70% dari 5.554 SMK Di Indonesia Sudah Menerapkan Kurikulum Merdeka

Dilihat 3709 kali
KERJA SAMA. Komitmen majukan Vokasi, enam industri serentak teken kerja sama dengan Kemendikbudristek.

BERITAMAGELANG.ID - Dirjen Pendidikan Vokasi, Kementerian Pendidikan, Kebudayaan, Riset, dan Teknologi (Kemendibudristek), Wikan Sakarinto mengatakan, sebanyak 5.554 SMK di Indonesia atau sekitar 70 persen tahun ini sudah menerapkan Kurikulum Merdeka.

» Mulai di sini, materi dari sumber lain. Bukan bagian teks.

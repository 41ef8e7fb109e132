//! The sanitizer's rule table.
//!
//! Rules run in order, each over the previous rule's output. The github
//! rules come after `github-workspace` so a word-bounded `GITHUB` exposed
//! by the `mangle-ascii` workspace rewrite is caught too.

use bundleguard_common::SanitizeMode;
use regex::{Captures, Regex};
use std::sync::LazyLock;

use crate::escape::js_escape;

/// What a rule writes in place of a match.
#[derive(Debug)]
pub(crate) enum Rewrite {
    /// Replace the whole match with a fixed string per mode.
    Fixed { escaped: String, mangled: &'static str },
    /// Case-aware escape of the `g` and `h` in a captured `github` token.
    Github,
}

#[derive(Debug)]
pub struct SanitizeRule {
    pub name: &'static str,
    pub(crate) re: Regex,
    pub(crate) rewrite: Rewrite,
}

impl SanitizeRule {
    fn fixed(name: &'static str, literal: &str, escaped: String, mangled: &'static str) -> Self {
        Self {
            name,
            re: compile(&regex::escape(literal)),
            rewrite: Rewrite::Fixed { escaped, mangled },
        }
    }

    fn github(name: &'static str, pattern: &str) -> Self {
        Self {
            name,
            re: compile(pattern),
            rewrite: Rewrite::Github,
        }
    }

    /// Apply this rule to `text`, returning the rewritten text and the number
    /// of replacements made.
    pub(crate) fn apply(&self, text: &str, mode: SanitizeMode) -> (String, usize) {
        let mut count = 0usize;
        let replaced = self.re.replace_all(text, |caps: &Captures<'_>| {
            count += 1;
            match &self.rewrite {
                Rewrite::Fixed { escaped, mangled } => match mode {
                    SanitizeMode::EscapeUnicode => escaped.clone(),
                    SanitizeMode::MangleAscii => (*mangled).to_string(),
                },
                Rewrite::Github => escape_github(caps),
            }
        });
        (replaced.into_owned(), count)
    }
}

fn compile(pattern: &str) -> Regex {
    // Static pattern literals; a failure here is a programming error caught by the tests.
    Regex::new(pattern).expect("sanitize: static regex pattern must compile")
}

/// Rewrite a `(g)(it)(h)(ub)(suffix)?` capture.
///
/// The leading letter is escaped as itself. The `h` is escaped as `H` or
/// `h` according to the case of the leading letter, so `GitHub` and `Github`
/// both come out as an escaped `G`, `it`, an escaped `H`, `ub`.
pub(crate) fn escape_github(caps: &Captures<'_>) -> String {
    let first = caps[1].chars().next().unwrap_or('g');
    let h = if first.is_ascii_uppercase() { 'H' } else { 'h' };
    let suffix = caps.get(5).map_or("", |m| m.as_str());
    format!(
        "{}{}{}{}{}",
        js_escape(first),
        &caps[2],
        js_escape(h),
        &caps[4],
        suffix
    )
}

static RULES: LazyLock<Vec<SanitizeRule>> = LazyLock::new(|| {
    let slash = js_escape('/');
    vec![
        SanitizeRule::fixed("http-url", "http://", format!("http:{slash}{slash}"), "hxxp://"),
        SanitizeRule::fixed(
            "https-url",
            "https://",
            format!("https:{slash}{slash}"),
            "hxxps://",
        ),
        SanitizeRule::fixed(
            "github-workspace",
            "GITHUB_WORKSPACE",
            format!("{}ITHUB_WORKSPACE", js_escape('G')),
            "GITHUB-WORKSPACE",
        ),
        SanitizeRule::github("githubusercontent", r"(?i)(g)(it)(h)(ub)(usercontent)"),
        SanitizeRule::github("github-com", r"(?i)(g)(it)(h)(ub)(\.com)"),
        SanitizeRule::github("github-word", r"(?i)\b(g)(it)(h)(ub)\b"),
        SanitizeRule::fixed(
            "source-map",
            "sourceMappingURL=",
            format!("sourceMapping{}RL=", js_escape('U')),
            "sourceMappingURL_disabled=",
        ),
        SanitizeRule::fixed(
            "json-data-url",
            "data:application/json",
            format!("data:application{slash}json"),
            "data:application/x-unparsed-json",
        ),
    ]
});

/// All sanitize rules, in application order.
pub fn sanitize_rules() -> &'static [SanitizeRule] {
    &RULES
}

Adapun SMK yang berstatus Pusat Keunggulan (SMK PK) sudah menerapkan kurikulum tersebut sejak tahun 2021 lalu. Jumlahnya mencapai sekitar 901 SMK seluruh Indonesia.

Dibanding kurikulum lama yang dinilai kaku, untuk kurikulum baru mendorong peserta didik dapat belajar di sekolah dengan standar industri yang diharapkan. Dimana kurikulum baru di SMK ini telah disesuaikan dengan kebutuhan industri.

“Kurikulum menerapkan project base learning, dimana para siswa betul-betul menggarap proyek pesanan industri, sehingga tuntutan pun tinggi, harus sesuai dengan spek permintaan industri," ucap Wikan, saat ditemui usai Penandatanganan Perjanjian Kerja Sama dengan enam Dunia Usaha dan Dunia Industri (DUDI) di Hotel Puri Asri Magelang, Jawa Tengah, pada Jumat (20/5/2022).

Dalam penerapan kurikulum ini, siswa akan merasakan langsung tekanan dari konsumen baik dari kualitas, kuantitas, maupun ketepatan waktu. "Bahkan, bisa jadi, siswa akan menghadapi komplain, ditolak konsumen, dan persoalan-persoalan yang kerap dihadapi di dunia industri. Sehingga tantangan yang dihadapi siswa sama persis saat siswa nanti lulus dan bekerja disuatu industri, atau bahkan mendirikan industri sendiri dengan berwirausaha," jelas Wikan.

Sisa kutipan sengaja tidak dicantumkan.